▶ **Task brief**
Please reproduce, exactly and with nothing added, the line containing "filename gifmaker-cli/src/commands/mod.rs" and every line after it to the end of the records.

== Input

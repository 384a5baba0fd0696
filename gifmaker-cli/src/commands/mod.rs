//! Command implementations for the CLI.
//!
//! Each submodule contains the implementation of a specific command.

/// Video to GIF conversion, from flags or interactive prompts.
pub mod convert;
pub mod info;
pub mod version;
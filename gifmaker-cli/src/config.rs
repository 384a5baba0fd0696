// gifmaker-cli/src/config.rs
//
// Defaults and names used by the command-line front end.

/// Environment variable naming an explicit ffmpeg executable.
pub const FFMPEG_ENV_VAR: &str = "GIFMAKER_FFMPEG";

/// Directory (under the system temp dir) holding the log file.
pub const LOG_DIR_NAME: &str = "gifmaker-logs";
pub const LOG_FILE_NAME: &str = "gifmaker.log";

/// Frame rates shown in the `info` size estimates.
pub const ESTIMATE_FPS: [u32; 4] = [5, 10, 15, 20];

/// Quality choices offered in interactive mode, in menu order.
pub const QUALITY_CHOICES: [(&str, u8); 3] = [
    ("Low (faster, smaller file)", gifmaker_core::config::QUALITY_LOW),
    ("Medium", gifmaker_core::config::QUALITY_MEDIUM),
    ("High (slower, larger file)", gifmaker_core::config::QUALITY_HIGH),
];

/// Menu index preselected for quality.
pub const DEFAULT_QUALITY_CHOICE: usize = 1;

====

▶ **Written response**
filename gifmaker-cli/src/commands/mod.rs
//! Command implementations for the CLI.
//!
//! Each submodule contains the implementation of a specific command.

/// Video to GIF conversion, from flags or interactive prompts.
pub mod convert;
pub mod info;
pub mod version;
filename gifmaker-cli/src/config.rs
repository 384a5baba0fd0696
// gifmaker-cli/src/config.rs
//
// Defaults and names used by the command-line front end.

/// Environment variable naming an explicit ffmpeg executable.
pub const FFMPEG_ENV_VAR: &str = "GIFMAKER_FFMPEG";

/// Directory (under the system temp dir) holding the log file.
pub const LOG_DIR_NAME: &str = "gifmaker-logs";
pub const LOG_FILE_NAME: &str = "gifmaker.log";

/// Frame rates shown in the `info` size estimates.
pub const ESTIMATE_FPS: [u32; 4] = [5, 10, 15, 20];

/// Quality choices offered in interactive mode, in menu order.
pub const QUALITY_CHOICES: [(&str, u8); 3] = [
    ("Low (faster, smaller file)", gifmaker_core::config::QUALITY_LOW),
    ("Medium", gifmaker_core::config::QUALITY_MEDIUM),
    ("High (slower, larger file)", gifmaker_core::config::QUALITY_HIGH),
];

/// Menu index preselected for quality.
pub const DEFAULT_QUALITY_CHOICE: usize = 1;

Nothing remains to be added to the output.